The records:
────────────────────────────────────────
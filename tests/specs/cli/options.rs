//! Options specs

use crate::prelude::*;

#[test]
fn show_defaults_without_a_file() {
    let state = StateDir::empty();

    state
        .yajn()
        .args(&["options", "show"])
        .passes()
        .stdout_has("60s")
        .stdout_has("all")
        .stdout_has("Shift+J");
}

#[test]
fn set_persists_options() {
    let state = StateDir::empty();

    state
        .yajn()
        .args(&["options", "set", "--refresh-time", "15", "--notification", "unstable"])
        .passes();

    let options = state.read_json("options.json");
    assert_eq!(options["refreshTimeSeconds"], 15);
    assert_eq!(options["notificationMode"], "unstable");
    state.yajn().args(&["options", "show"]).passes().stdout_has("15s").stdout_has("unstable");
}

#[test]
fn show_json() {
    let state = StateDir::empty();
    state.yajn().args(&["options", "set", "--notification", "none"]).passes();

    let options = state.yajn().args(&["options", "show", "-o", "json"]).passes().json();

    assert_eq!(options["notificationMode"], "none");
    assert_eq!(options["refreshTimeSeconds"], 60);
}

#[test]
fn legacy_keys_are_read() {
    let state = StateDir::empty();
    state.file("options.json", r#"{"refreshTime": "30", "notification": "unstable"}"#);

    state.yajn().args(&["options", "show"]).passes().stdout_has("30s").stdout_has("unstable");
}

#[test]
fn set_without_fields_is_a_usage_error() {
    let state = StateDir::empty();
    state.yajn().args(&["options", "set"]).fails().code(EXIT_USAGE).stderr_has("nothing to set");
}

#[test]
fn unknown_mode_is_rejected() {
    let state = StateDir::empty();
    state
        .yajn()
        .args(&["options", "set", "--notification", "loud"])
        .fails()
        .code(EXIT_USAGE)
        .stdout_lacks("Saved");
    assert!(!state.path().join("options.json").exists());
}
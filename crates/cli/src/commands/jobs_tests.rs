// SPDX-License-Identifier: BUSL-1.1
// Copyright (c) 2026 Alfred Jean LLC

use super::*;
use crate::exit_error::{EXIT_NOT_TRACKED, EXIT_USAGE};
use yajn_adapters::{FakeJenkinsAdapter, FetchError};
use yajn_core::test_support::leaf;
use yajn_core::{BuildNumber, BuildStatus, JobMap};
use yajn_engine::EventBus;
use yajn_storage::MemoryStorage;

const APP: &str = "http://ci/job/app/";
const LIB: &str = "http://ci/job/lib/";

struct Harness {
    jenkins: FakeJenkinsAdapter,
    storage: MemoryStorage,
    store: Arc<JobStore<FakeJenkinsAdapter, MemoryStorage>>,
}

fn harness_with(jobs: JobMap) -> Harness {
    let jenkins = FakeJenkinsAdapter::new();
    let storage = MemoryStorage::with_jobs(jobs);
    let store =
        Arc::new(JobStore::open(jenkins.clone(), storage.clone(), EventBus::new()).unwrap());
    Harness { jenkins, storage, store }
}

fn harness() -> Harness {
    harness_with(JobMap::new())
}

fn tracked(urls: &[&str]) -> JobMap {
    urls.iter().map(|u| (u.to_string(), leaf(u, BuildStatus::Success, 1))).collect()
}

fn exit_code(err: &anyhow::Error) -> Option<i32> {
    err.downcast_ref::<ExitError>().map(|e| e.code)
}

fn add_args(url: &str) -> AddArgs {
    AddArgs { url: url.to_string(), page: false, no_refresh: false }
}

#[tokio::test]
async fn add_tracks_then_refreshes() {
    let h = harness();
    h.jenkins.respond(APP, leaf(APP, BuildStatus::Success, 7));

    let mut out = Vec::new();
    add(&h.store, add_args("http://ci/job/app"), &mut out).await.unwrap();

    assert_eq!(String::from_utf8(out).unwrap(), "Tracking http://ci/job/app/\napp: Success #7\n");
    assert_eq!(h.storage.saved_jobs()[APP], leaf(APP, BuildStatus::Success, 7));
}

fn page_args(url: &str) -> AddArgs {
    AddArgs { url: url.to_string(), page: true, no_refresh: false }
}

#[tokio::test]
async fn add_page_verifies_then_tracks_owning_job() {
    let h = harness();
    h.jenkins.respond(APP, leaf(APP, BuildStatus::Success, 42));

    let mut out = Vec::new();
    add(&h.store, page_args("http://ci/job/app/42/console"), &mut out).await.unwrap();

    assert_eq!(String::from_utf8(out).unwrap(), "Tracking http://ci/job/app/\napp: Success #42\n");
    assert_eq!(h.jenkins.calls(), vec![APP]);
    assert_eq!(h.storage.saved_jobs()[APP], leaf(APP, BuildStatus::Success, 42));
}

#[tokio::test]
async fn add_page_unreachable_job_is_not_tracked() {
    let h = harness();
    h.jenkins.fail(APP, FetchError::Status { code: 404, reason: "Not Found".to_string() });

    let err = add(&h.store, page_args("http://ci/job/app/42/"), &mut Vec::new()).await.unwrap_err();

    assert_eq!(exit_code(&err), None);
    assert!(err.to_string().starts_with("could not verify Jenkins job"), "{err}");
    assert!(h.store.get(APP).is_none());
    assert_eq!(h.storage.job_saves(), 0);
}

#[tokio::test]
async fn add_reports_failed_fetch_but_keeps_url() {
    let h = harness();

    let mut out = Vec::new();
    add(&h.store, add_args(APP), &mut out).await.unwrap();

    let text = String::from_utf8(out).unwrap();
    assert!(text.ends_with("app: fetch failed: Unreachable\n"), "{text}");
    assert_eq!(h.store.get(APP).unwrap().error(), Some("Unreachable"));
}

#[tokio::test]
async fn add_existing_url_says_so() {
    let h = harness_with(tracked(&[APP]));

    let mut out = Vec::new();
    let args = AddArgs { no_refresh: true, ..add_args(APP) };
    add(&h.store, args, &mut out).await.unwrap();

    assert_eq!(String::from_utf8(out).unwrap(), "Already tracking http://ci/job/app/\n");
}

#[yare::parameterized(
    not_http       = { "ftp://ci/job/app/", false },
    bare_scheme    = { "http://", false },
    page_without_job = { "http://ci/view/all/", true },
)]
fn add_rejects_bad_input_as_usage(url: &str, page: bool) {
    let rt = tokio::runtime::Builder::new_current_thread().enable_all().build().unwrap();
    let h = harness();
    let args = AddArgs { url: url.to_string(), page, no_refresh: !page };

    let err = rt.block_on(add(&h.store, args, &mut Vec::new())).unwrap_err();

    assert_eq!(exit_code(&err), Some(EXIT_USAGE));
    assert_eq!(h.storage.job_saves(), 0);
}

#[test]
fn remove_tracked_url() {
    let h = harness_with(tracked(&[APP, LIB]));

    let mut out = Vec::new();
    remove(&h.store, "http://ci/job/app", &mut out).unwrap();

    assert_eq!(String::from_utf8(out).unwrap(), "Removed http://ci/job/app/\n");
    assert_eq!(h.storage.saved_jobs().keys().collect::<Vec<_>>(), vec![LIB]);
}

#[test]
fn remove_untracked_url_fails_without_writing() {
    let h = harness_with(tracked(&[LIB]));

    let err = remove(&h.store, APP, &mut Vec::new()).unwrap_err();

    assert_eq!(exit_code(&err), Some(EXIT_NOT_TRACKED));
    assert_eq!(h.storage.job_saves(), 0);
}

#[test]
fn url_list_skips_blanks_and_comments() {
    let text = "http://ci/job/a/\n\n  # staging\n  http://ci/job/b/  \n";
    assert_eq!(parse_url_list(text), vec!["http://ci/job/a/", "http://ci/job/b/"]);
}

#[test]
fn collect_urls_expands_stdin_and_file() {
    let dir = tempfile::tempdir().unwrap();
    let file = dir.path().join("urls.txt");
    std::fs::write(&file, "http://ci/job/c/\n").unwrap();
    let args = SetArgs { urls: vec![APP.to_string(), "-".to_string()], file: Some(file) };
    let mut stdin = "http://ci/job/b/\n".as_bytes();

    let urls = collect_urls(&args, &mut stdin).unwrap();

    assert_eq!(urls, vec![APP, "http://ci/job/b/", "http://ci/job/c/"]);
}

#[test]
fn collect_urls_requires_a_source() {
    let args = SetArgs { urls: vec![], file: None };
    let err = collect_urls(&args, &mut std::io::empty()).unwrap_err();
    assert_eq!(exit_code(&err), Some(EXIT_USAGE));
}

#[test]
fn set_replaces_tracked_urls_keeping_known_records() {
    let h = harness_with(tracked(&[APP, LIB]));

    let mut out = Vec::new();
    set(&h.store, &[APP.to_string(), "http://ci/job/new".to_string()], &mut out).unwrap();

    assert_eq!(String::from_utf8(out).unwrap(), "Tracking 2 job(s)\n");
    let saved = h.storage.saved_jobs();
    assert_eq!(saved[APP], leaf(APP, BuildStatus::Success, 1));
    assert!(saved["http://ci/job/new/"].is_placeholder());
    assert!(!saved.contains_key(LIB));
}

#[test]
fn set_with_invalid_url_changes_nothing() {
    let h = harness_with(tracked(&[APP]));

    let err = set(&h.store, &[LIB.to_string(), "not a url".to_string()], &mut Vec::new())
        .unwrap_err();

    assert_eq!(exit_code(&err), Some(EXIT_USAGE));
    assert_eq!(h.store.urls(), vec![APP]);
}

#[tokio::test]
async fn refresh_untracked_url_is_refused() {
    let h = harness();

    let err = refresh(&h.store, Some(APP), &mut Vec::new()).await.unwrap_err();

    assert_eq!(exit_code(&err), Some(EXIT_NOT_TRACKED));
    assert!(h.jenkins.calls().is_empty());
}

#[tokio::test]
async fn refresh_one_reports_new_state() {
    let h = harness_with(tracked(&[APP]));
    h.jenkins.respond(APP, leaf(APP, BuildStatus::Failure, 2));

    let mut out = Vec::new();
    refresh(&h.store, Some(APP), &mut out).await.unwrap();

    assert_eq!(String::from_utf8(out).unwrap(), "app: Failure #2\n");
}

#[tokio::test]
async fn refresh_all_counts_failures() {
    let h = harness_with(tracked(&[APP, LIB]));
    h.jenkins.respond(APP, leaf(APP, BuildStatus::Success, 2));

    let mut out = Vec::new();
    refresh(&h.store, None, &mut out).await.unwrap();

    let text = String::from_utf8(out).unwrap();
    assert!(text.contains("app: Success #2\n"), "{text}");
    assert!(text.contains("lib: fetch failed: Unreachable\n"), "{text}");
    assert!(text.ends_with("Refreshed 2 job(s), 1 failed\n"), "{text}");
    let lib = h.store.get(LIB).unwrap();
    assert_eq!(lib.record().last_build_number, Some(BuildNumber::from(1u64)));
}

#[tokio::test]
async fn refresh_all_reports_every_job_when_saves_fail() {
    let h = harness_with(tracked(&[APP, LIB]));
    h.jenkins.respond(APP, leaf(APP, BuildStatus::Success, 2));
    h.jenkins.respond(LIB, leaf(LIB, BuildStatus::Success, 3));
    h.storage.fail_saves(true);

    let mut out = Vec::new();
    let err = refresh(&h.store, None, &mut out).await.unwrap_err();

    let text = String::from_utf8(out).unwrap();
    assert!(text.contains(&format!("{APP}: not saved: ")), "{text}");
    assert!(text.contains(&format!("{LIB}: not saved: ")), "{text}");
    assert!(text.ends_with("Refreshed 2 job(s), 2 failed\n"), "{text}");
    assert_eq!(err.to_string(), "2 refreshed job(s) could not be saved");
    assert_eq!(h.store.get(APP).unwrap(), leaf(APP, BuildStatus::Success, 1));
}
────────────────────────────────────────
Exercise requirements: Pull every line that holds the string "BuildNumber" out of the records.

Result of the exercise:
use yajn_core::{BuildNumber, BuildStatus, JobMap};
    assert_eq!(lib.record().last_build_number, Some(BuildNumber::from(1u64)));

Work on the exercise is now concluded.